Sadly, I knew myself all too well and eventually I would go insane from the impatience. I would grow tired of pretending and acting like the last couple of months haven’t impacted my life in some way, even if it were just a slight impact.

 

The engine was running and my mind was a mass clutter of two split thoughts. Half of me knew where Lea befell at this very moment and I was aware that I could easily see her within the next few hours. It was Monday so I expect Lea to be in school, unless she stayed home for whatever reason. However, the other half is where my pride resided and my ego was convincing me to do the opposite of what I wanted. My thoughts were at war, debating on whether or not it’d be idealistic for me to go see Lea.
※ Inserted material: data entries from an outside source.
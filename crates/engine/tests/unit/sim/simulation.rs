//! End-to-End Simulation Tests.
//!
//! Drives the full stack (traffic generator, keystream generator, cache,
//! coalescing buffer, write queue, NVM sink) and checks that the durable
//! state and the accounting agree with what was generated.

use thoth_core::Simulation;
use thoth_core::config::{Config, TrafficPattern};
use thoth_core::security::KeystreamGenerator;

/// 32-block window, sequential traffic, bursts of 8.
fn test_config() -> Config {
    let mut config = Config::default();
    config.cache.num_sets = 16;
    config.cache.num_ways = 4;
    config.cache.access_latency = 1;
    config.cache.write_queue_capacity = 256;
    config.pcb.capacity = 64;
    config.traffic.start_addr = 0x1000;
    config.traffic.end_addr = 0x1000 + 32 * 64;
    config.traffic.burst_size = 8;
    config.traffic.burst_interval = 1_000;
    config.traffic.request_latency = 10;
    config.traffic.pattern = TrafficPattern::Sequential;
    config
}

#[test]
fn run_counts_requests_and_bursts() {
    let mut sim = Simulation::new(&test_config()).unwrap();
    sim.run_partials(32);
    sim.finish();

    let stats = sim.stats();
    assert_eq!(stats.requests_sent, 32);
    assert_eq!(stats.generated_partials, 32);
    assert_eq!(stats.bursts_completed, 4);
    assert_eq!(stats.pcb_total_partials, 32);
}

/// Sequential coverage: every generated partial lands durably at its
/// address, and the value matches an independent generator replay.
#[test]
fn generated_partials_become_durable() {
    let config = test_config();
    let mut sim = Simulation::new(&config).unwrap();
    sim.run_partials(16);
    sim.finish();

    assert_eq!(sim.engine.pcb_len(), 0, "finish drains the buffer");
    assert_eq!(sim.engine.write_queue_len(), 0, "finish drains the queue");

    let mut replay = KeystreamGenerator::new(&config.generator);
    for i in 0..16u64 {
        let addr = 0x1000 + i * 8;
        assert_eq!(
            sim.engine.sink().read_functional(addr),
            replay.next_partial(),
            "durable value at {:#x} must match the generated stream",
            addr
        );
    }
}

/// Sequential traffic coalesces perfectly: every 8 consecutive partials
/// complete a block before the next begins.
#[test]
fn sequential_traffic_coalesces_fully() {
    let mut sim = Simulation::new(&test_config()).unwrap();
    sim.run_partials(64);
    sim.finish();

    let stats = sim.stats();
    assert_eq!(stats.pcb_coalesced_blocks, 8);
    assert_eq!(stats.pcb_partial_flushes, 0);
    assert_eq!(stats.pcb_overflows, 0);
    assert_eq!(stats.write_amplification(), 1.0);
}

/// Uniform traffic over a wide window leaves straggler blocks for the final
/// flush; the counters still tie out.
#[test]
fn uniform_traffic_accounts_every_partial() {
    let mut config = test_config();
    config.traffic.pattern = TrafficPattern::Uniform;
    config.traffic.end_addr = 0x1000 + 1024 * 64;
    config.pcb.capacity = 16;
    let mut sim = Simulation::new(&config).unwrap();

    sim.run_partials(500);
    sim.finish();

    let stats = sim.stats();
    assert_eq!(stats.pcb_total_partials, 500);
    assert_eq!(sim.engine.pcb_len(), 0);
    // Every partial left through exactly one of the three exits, except
    // duplicates absorbed by last-writer-wins merging.
    let retired = stats.pcb_coalesced_blocks * 8
        + (stats.nvm_bytes_written - stats.pcb_coalesced_blocks * 64 - stats.plub_partials * 8) / 8
        + stats.plub_partials;
    assert!(retired <= stats.pcb_total_partials);
    assert!(stats.write_amplification() >= 1.0);
}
It probably wouldn’t be the best idea but I was running out of good ones as the minutes went by.

 

The nerves in my hand have worsened, shaking a bit more than normal. I was beginning to irritate myself now that I couldn’t come to a quick decision. Either I reverse out of this fucking driveway or I pull the keys out and head inside to smoke a joint or two. For any other girl, this wouldn’t even be debate and my joint would be ready to smoke just as quickly as this sentence will come to an end. I now wished that Lea were just another girl and I wished that I wasn’t so hung up--still buying her gifts, knowing she’s not around and just waiting for a chance to hand them all to her so she’d see that I do care.

 

I press my foot against the gas lightly, letting the engine vibrate the seats enough to somehow calm my anxiety and clear my head. With a long, exhilarating sigh, I set the car into reverse and pull out of the driveway recklessly. A cigarette sounded just about right at this time.

 

Lea’s POV --

 

I lean against the wall, tapping the back of my shoe on the floor. Class was in session, about fifteen or so minutes left and I spent the entire period in the bathroom. No, to be precise, I spent majority of the school hours in here. The only class I remember stepping foot into was first period and that was merely to prove whether I showed up or not. After that class I either sat in the bathroom or snuck into the library to take a nap up until lunch and afterwards I returned to the bathroom.

 

A lot of my time is been spent staring at the walls, my shoes or my hands. Often times, I’d play with my hair by twirling my finger around it tightly and then releasing so it’d spiral out of control. If I grew bored of that, I’d look through my phone and look up photos of my favorite celebrities, gawking over how gorgeous Demi Lovato is to how sexy Justin Timberlake is. I considered texting Lana but I knew she’d be working or busy at this time so that wasn’t an option. I’d text Kira to join me for these last couple of minutes but since I’ve been avoiding all my classes I wasn’t even sure if she showed up. Not only that but it’d be--not only random--but absurd for me to text her.